Contrary to plaintiffs' contention, defendants' sole basis for seeking dismissal of the tort claims in Counts 9-12 was not that these claims were preempted. Although defendants did not make much of a plausibility argument in their motion to dismiss, they did contend that these claims were "conclusorily pled with no plausible facts sufficient to survive a Rule 12 motion" and that "the bulk of the Amended Complaint remains nothing more than conclusory statements and bare recitals of elements...."[11] The court has reconsidered whether plaintiffs' tort claims in Counts 9-12 are adequately pled and concludes that plaintiffs have pled sufficient factual support for their claims in Counts 9-12.

Suddarth, however, argues that plaintiffs' claims in Counts 11 and 12 against him should still be dismissed. "As a general rule, a party cannot be held liable in tort for intentional interference with its own contract." Wells Fargo Bank v. Ariz. Laborers, Teamsters and Cement Masons Local No. 395 Pension Trust Fund, 38 P.3d 12, 31 n.19 (Ariz. 2002). Plaintiffs' aiding and abetting and conspiracy claims are based on their allegations of tortious interference.[12] But, because an aiding and abetting claim "requires the secondary tortfeasor to have committed a separate tortious act in concert with the primary tortfeasor[, ]" R. Prasad Industries v. Flat Irons Environmental Solutions Corp. Case No. CV 12-8261-PCT-JAT, 2013 WL 2217831, at *9 (D. Ariz. May 20, 2013), Suddarth argues that plaintiffs' aiding and abetting claim against him cannot be based on their interference with contract claim. Similarly, Suddarth argues that "[c]onspiracy is not an independent tort.... Because a party to a contract owes no tort duty to refrain from interference with its performance, he or she cannot be bootstrapped into tort liability by the pejorative plea of conspiracy." Applied Equipment Corp. v. Litton Saudi Arabia Ltd., 869 P.2d 454, 459 (Cal. 1994); see also, White v. Land Clearance for Redevelopment Auth., 841 S.W.2d 691, 695 (Mo.Ct.App. 1992) ("A party to the contract cannot be held responsible for inducing himself to commit a breach or for conspiring to breach it"); Koehler v. Cummings, 380 F.Supp. 1294, 1313-14 (M.D. Tenn. 1971) ("If a party cannot be liable for inducing the breach of his own contract, it is similarly difficult to understand how he might be liable for participating in a conspiracy to induce the breach of his own contract"). Thus, Suddarth argues that plaintiffs cannot state a plausible claim for conspiracy against him.

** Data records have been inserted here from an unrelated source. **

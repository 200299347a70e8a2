//! Run artifact storage and retrieval.
//!
//! Files live under `<root>/<run_id>/`; metadata lives in the artifacts
//! bucket keyed by artifact id. The checksum is computed while the upload is
//! written, never by re-reading the file.

use std::path::{Path, PathBuf};
use std::sync::Arc;

use chrono::{DateTime, Duration as ChronoDuration, Utc};
use futures::{Stream, StreamExt};
use sha2::{Digest, Sha256};
use tokio::io::AsyncWriteExt;

use crate::error::{CicdError, Result};
use crate::models::artifact::{ArtifactFilter, ArtifactMetadata};
use crate::storage::{validate_key, Bucket, KvStore, KvStoreExt};

/// Describes an upload before its bytes arrive.
#[derive(Debug, Clone)]
pub struct ArtifactUpload {
    pub run_id: String,
    pub pipeline_id: String,
    /// Display name; defaults to the filename.
    pub name: Option<String>,
    pub filename: String,
}

pub struct ArtifactStore {
    root: PathBuf,
    store: Arc<dyn KvStore>,
    retention_days: u32,
}

impl ArtifactStore {
    pub fn new(root: impl Into<PathBuf>, store: Arc<dyn KvStore>, retention_days: u32) -> Self {
        Self {
            root: root.into(),
            store,
            retention_days,
        }
    }

    /// Stream an upload to disk, hashing it on the way through.
    pub async fn save<S, B>(&self, upload: ArtifactUpload, mut body: S) -> Result<ArtifactMetadata>
    where
        S: Stream<Item = std::io::Result<B>> + Unpin + Send,
        B: AsRef<[u8]> + Send,
    {
        validate_key(&upload.run_id)?;
        let filename = sanitize_filename(&upload.filename)?;
        let id = uuid::Uuid::new_v4().to_string();

        let dir = self.root.join(&upload.run_id);
        tokio::fs::create_dir_all(&dir).await?;
        let path = dir.join(format!("{id}-{filename}"));

        let mut file = tokio::fs::File::create(&path).await?;
        let mut hasher = Sha256::new();
        let mut size: u64 = 0;
        let written: Result<()> = async {
            while let Some(chunk) = body.next().await {
                let chunk = chunk?;
                let bytes = chunk.as_ref();
                hasher.update(bytes);
                file.write_all(bytes).await?;
                size += bytes.len() as u64;
            }
            file.flush().await?;
            Ok(())
        }
        .await;
        drop(file);
        if let Err(e) = written {
            remove_file_quietly(&path).await;
            return Err(e);
        }

        let created_at = Utc::now();
        let meta = ArtifactMetadata {
            id: id.clone(),
            run_id: upload.run_id,
            pipeline_id: upload.pipeline_id,
            name: upload
                .name
                .filter(|n| !n.trim().is_empty())
                .unwrap_or_else(|| filename.clone()),
            mime_type: mime_for(&filename).to_string(),
            filename,
            path: path.display().to_string(),
            size,
            checksum: hex::encode(hasher.finalize()),
            created_at,
            expires_at: self.expiry(created_at),
        };
        if let Err(e) = self.store.put_json(Bucket::Artifacts, &id, &meta).await {
            remove_file_quietly(&path).await;
            return Err(e);
        }
        crate::metrics::artifact_stored(size);
        tracing::info!(
            artifact_id = %meta.id,
            run_id = %meta.run_id,
            size,
            "Artifact stored"
        );
        Ok(meta)
    }

    /// Convenience wrapper around [`save`](Self::save) for in-memory bodies.
    pub async fn save_bytes(&self, upload: ArtifactUpload, bytes: &[u8]) -> Result<ArtifactMetadata> {
        let body = futures::stream::iter(std::iter::once(Ok::<_, std::io::Error>(bytes)));
        self.save(upload, body).await
    }

    fn expiry(&self, created_at: DateTime<Utc>) -> Option<DateTime<Utc>> {
        (self.retention_days > 0)
            .then(|| created_at + ChronoDuration::days(i64::from(self.retention_days)))
    }

    pub async fn get(&self, id: &str) -> Result<ArtifactMetadata> {
        self.store
            .get_json(Bucket::Artifacts, id)
            .await?
            .ok_or_else(|| CicdError::NotFound(format!("artifact {id}")))
    }

    /// Metadata plus file contents.
    pub async fn read(&self, id: &str) -> Result<(ArtifactMetadata, Vec<u8>)> {
        let meta = self.get(id).await?;
        let bytes = tokio::fs::read(&meta.path).await.map_err(|e| match e.kind() {
            std::io::ErrorKind::NotFound => CicdError::NotFound(format!("artifact file {id}")),
            _ => CicdError::Io(e),
        })?;
        Ok((meta, bytes))
    }

    /// Newest first.
    pub async fn list(&self, filter: &ArtifactFilter) -> Result<Vec<ArtifactMetadata>> {
        let mut all: Vec<ArtifactMetadata> = self.store.list_json(Bucket::Artifacts).await?;
        all.retain(|m| filter.matches(m));
        all.sort_by(|a, b| b.created_at.cmp(&a.created_at));
        Ok(all)
    }

    /// Remove the file, then the metadata. A file that is already gone is fine.
    pub async fn delete(&self, id: &str) -> Result<()> {
        let meta = self.get(id).await?;
        match tokio::fs::remove_file(&meta.path).await {
            Ok(()) => {}
            Err(e) if e.kind() == std::io::ErrorKind::NotFound => {
                tracing::debug!(artifact_id = %id, "Artifact file already missing");
            }
            Err(e) => return Err(e.into()),
        }
        self.store.delete(Bucket::Artifacts, id).await?;
        tracing::info!(artifact_id = %id, "Artifact deleted");
        Ok(())
    }

    /// Delete every artifact whose `expires_at` has passed.
    pub async fn cleanup_expired(&self, now: DateTime<Utc>) -> Result<usize> {
        let all: Vec<ArtifactMetadata> = self.store.list_json(Bucket::Artifacts).await?;
        let mut removed = 0;
        for meta in all.iter().filter(|m| m.is_expired(now)) {
            match self.delete(&meta.id).await {
                Ok(()) => removed += 1,
                Err(e) => tracing::warn!(artifact_id = %meta.id, "Expired artifact cleanup failed: {e}"),
            }
        }
        Ok(removed)
    }

    /// Delete every artifact of one run and its directory.
    pub async fn purge_run(&self, run_id: &str) -> Result<usize> {
        validate_key(run_id)?;
        let filter = ArtifactFilter {
            run_id: Some(run_id.to_string()),
            pipeline_id: None,
        };
        let mut removed = 0;
        for meta in self.list(&filter).await? {
            match self.delete(&meta.id).await {
                Ok(()) => removed += 1,
                Err(e) => tracing::warn!(artifact_id = %meta.id, "Artifact purge failed: {e}"),
            }
        }
        match tokio::fs::remove_dir_all(self.root.join(run_id)).await {
            Ok(()) => {}
            Err(e) if e.kind() == std::io::ErrorKind::NotFound => {}
            Err(e) => tracing::warn!(run_id = %run_id, "Failed to remove artifact dir: {e}"),
        }
        Ok(removed)
    }
}

async fn remove_file_quietly(path: &Path) {
    if let Err(e) = tokio::fs::remove_file(path).await {
        tracing::debug!(path = %path.display(), "Partial artifact cleanup failed: {e}");
    }
}

/// Base name only, with anything outside `[A-Za-z0-9._-]` replaced.
fn sanitize_filename(name: &str) -> Result<String> {
    let base = name.rsplit(['/', '\\']).next().unwrap_or_default().trim();
    let cleaned: String = base
        .chars()
        .map(|c| if c.is_ascii_alphanumeric() || "._-".contains(c) { c } else { '_' })
        .collect();
    if cleaned.is_empty() || cleaned.chars().all(|c| c == '.') {
        return Err(CicdError::Validation(format!("invalid artifact filename '{name}'")));
    }
    Ok(cleaned)
}

/// MIME type by file extension.
pub fn mime_for(filename: &str) -> &'static str {
    let lower = filename.to_ascii_lowercase();
    if lower.ends_with(".tar.gz") {
        return "application/gzip";
    }
    let ext = lower.rsplit_once('.').map(|(_, e)| e).unwrap_or_default();
    match ext {
        "txt" | "log" => "text/plain",
        "md" => "text/markdown",
        "csv" => "text/csv",
        "html" | "htm" => "text/html",
        "json" => "application/json",
        "xml" => "application/xml",
        "yaml" | "yml" => "application/yaml",
        "zip" => "application/zip",
        "gz" | "tgz" => "application/gzip",
        "tar" => "application/x-tar",
        "pdf" => "application/pdf",
        "png" => "image/png",
        "jpg" | "jpeg" => "image/jpeg",
        "svg" => "image/svg+xml",
        "wasm" => "application/wasm",
        _ => "application/octet-stream",
    }
}

#[cfg(test)]
mod tests {
    use super::*;
    use crate::storage::MemoryStore;

    fn store(dir: &Path, days: u32) -> ArtifactStore {
        ArtifactStore::new(dir, Arc::new(MemoryStore::new()), days)
    }

    fn upload(run: &str, filename: &str) -> ArtifactUpload {
        ArtifactUpload {
            run_id: run.into(),
            pipeline_id: "p1".into(),
            name: None,
            filename: filename.into(),
        }
    }

    #[test]
    fn test_mime_detection() {
        assert_eq!(mime_for("report.JSON"), "application/json");
        assert_eq!(mime_for("dist.tar.gz"), "application/gzip");
        assert_eq!(mime_for("binary"), "application/octet-stream");
    }

    #[test]
    fn test_filename_sanitizing() {
        assert_eq!(sanitize_filename("../../etc/passwd").unwrap(), "passwd");
        assert_eq!(sanitize_filename("my report.txt").unwrap(), "my_report.txt");
        assert!(sanitize_filename("..").is_err());
    }

    #[tokio::test]
    async fn test_chunked_upload_checksum_and_metadata() {
        let dir = tempfile::tempdir().unwrap();
        let artifacts = store(dir.path(), 7);
        let chunks: Vec<std::io::Result<Vec<u8>>> =
            vec![Ok(b"hello ".to_vec()), Ok(b"world".to_vec())];
        let meta = artifacts
            .save(upload("run-1", "out.txt"), futures::stream::iter(chunks))
            .await
            .unwrap();

        assert_eq!(meta.size, 11);
        assert_eq!(meta.mime_type, "text/plain");
        assert_eq!(meta.name, "out.txt");
        assert_eq!(meta.checksum, hex::encode(Sha256::digest(b"hello world")));
        let expires = meta.expires_at.unwrap();
        assert_eq!((expires - meta.created_at).num_days(), 7);

        let (read_meta, bytes) = artifacts.read(&meta.id).await.unwrap();
        assert_eq!(read_meta.id, meta.id);
        assert_eq!(hex::encode(Sha256::digest(&bytes)), meta.checksum);
    }

    #[tokio::test]
    async fn test_failed_upload_leaves_nothing_behind() {
        let dir = tempfile::tempdir().unwrap();
        let artifacts = store(dir.path(), 0);
        let chunks: Vec<std::io::Result<Vec<u8>>> = vec![
            Ok(b"partial".to_vec()),
            Err(std::io::Error::other("client went away")),
        ];
        let result = artifacts
            .save(upload("run-1", "a.bin"), futures::stream::iter(chunks))
            .await;
        assert!(result.is_err());
        assert!(artifacts.list(&ArtifactFilter::default()).await.unwrap().is_empty());
        let leftover = std::fs::read_dir(dir.path().join("run-1")).unwrap().count();
        assert_eq!(leftover, 0);
    }

    #[tokio::test]
    async fn test_delete_tolerates_missing_file() {
        let dir = tempfile::tempdir().unwrap();
        let artifacts = store(dir.path(), 0);
        let meta = artifacts.save_bytes(upload("run-1", "a.log"), b"x").await.unwrap();
        assert!(meta.expires_at.is_none());
        std::fs::remove_file(&meta.path).unwrap();
        artifacts.delete(&meta.id).await.unwrap();
        assert!(matches!(artifacts.get(&meta.id).await, Err(CicdError::NotFound(_))));
    }

    #[tokio::test]
    async fn test_filters_purge_and_expiry() {
        let dir = tempfile::tempdir().unwrap();
        let artifacts = store(dir.path(), 1);
        artifacts.save_bytes(upload("run-1", "a"), b"1").await.unwrap();
        artifacts.save_bytes(upload("run-1", "b"), b"2").await.unwrap();
        artifacts.save_bytes(upload("run-2", "c"), b"3").await.unwrap();

        let run1 = ArtifactFilter {
            run_id: Some("run-1".into()),
            pipeline_id: None,
        };
        assert_eq!(artifacts.list(&run1).await.unwrap().len(), 2);

        assert_eq!(artifacts.purge_run("run-1").await.unwrap(), 2);
        assert!(!dir.path().join("run-1").exists());
        assert_eq!(artifacts.list(&ArtifactFilter::default()).await.unwrap().len(), 1);

        assert_eq!(artifacts.cleanup_expired(Utc::now()).await.unwrap(), 0);
        let later = Utc::now() + ChronoDuration::days(2);
        assert_eq!(artifacts.cleanup_expired(later).await.unwrap(), 1);
    }
}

Although Suddarth could have raised this argument earlier, the court will nonetheless consider it. Because the court has the discretion to "declin[e] to consider an argument raised for the first time on reconsideration[, ]" Rosenfeld v. U.S. Dep't of Justice, 57 F.3d 803, 811 (9th Cir. 1995), it necessarily follows that it also has the discretion to consider an argument raised for the first time on reconsideration. It would be inefficient to reinstate the aiding and abetting and conspiracy claims against Suddarth only to have Suddarth move for summary judgment on them on legal grounds. Upon reconsideration, plaintiffs' aiding and abetting and conspiracy claims asserted against Suddarth will not be reinstated.

Conclusion

Plaintiffs' motion for reconsideration[13] is granted. Upon reconsideration, plaintiffs' Counts 9-12 against Amnio Technology, Werber, and Pinnacle Transplant are reinstated as is plaintiffs' Count 9 against Suddarth.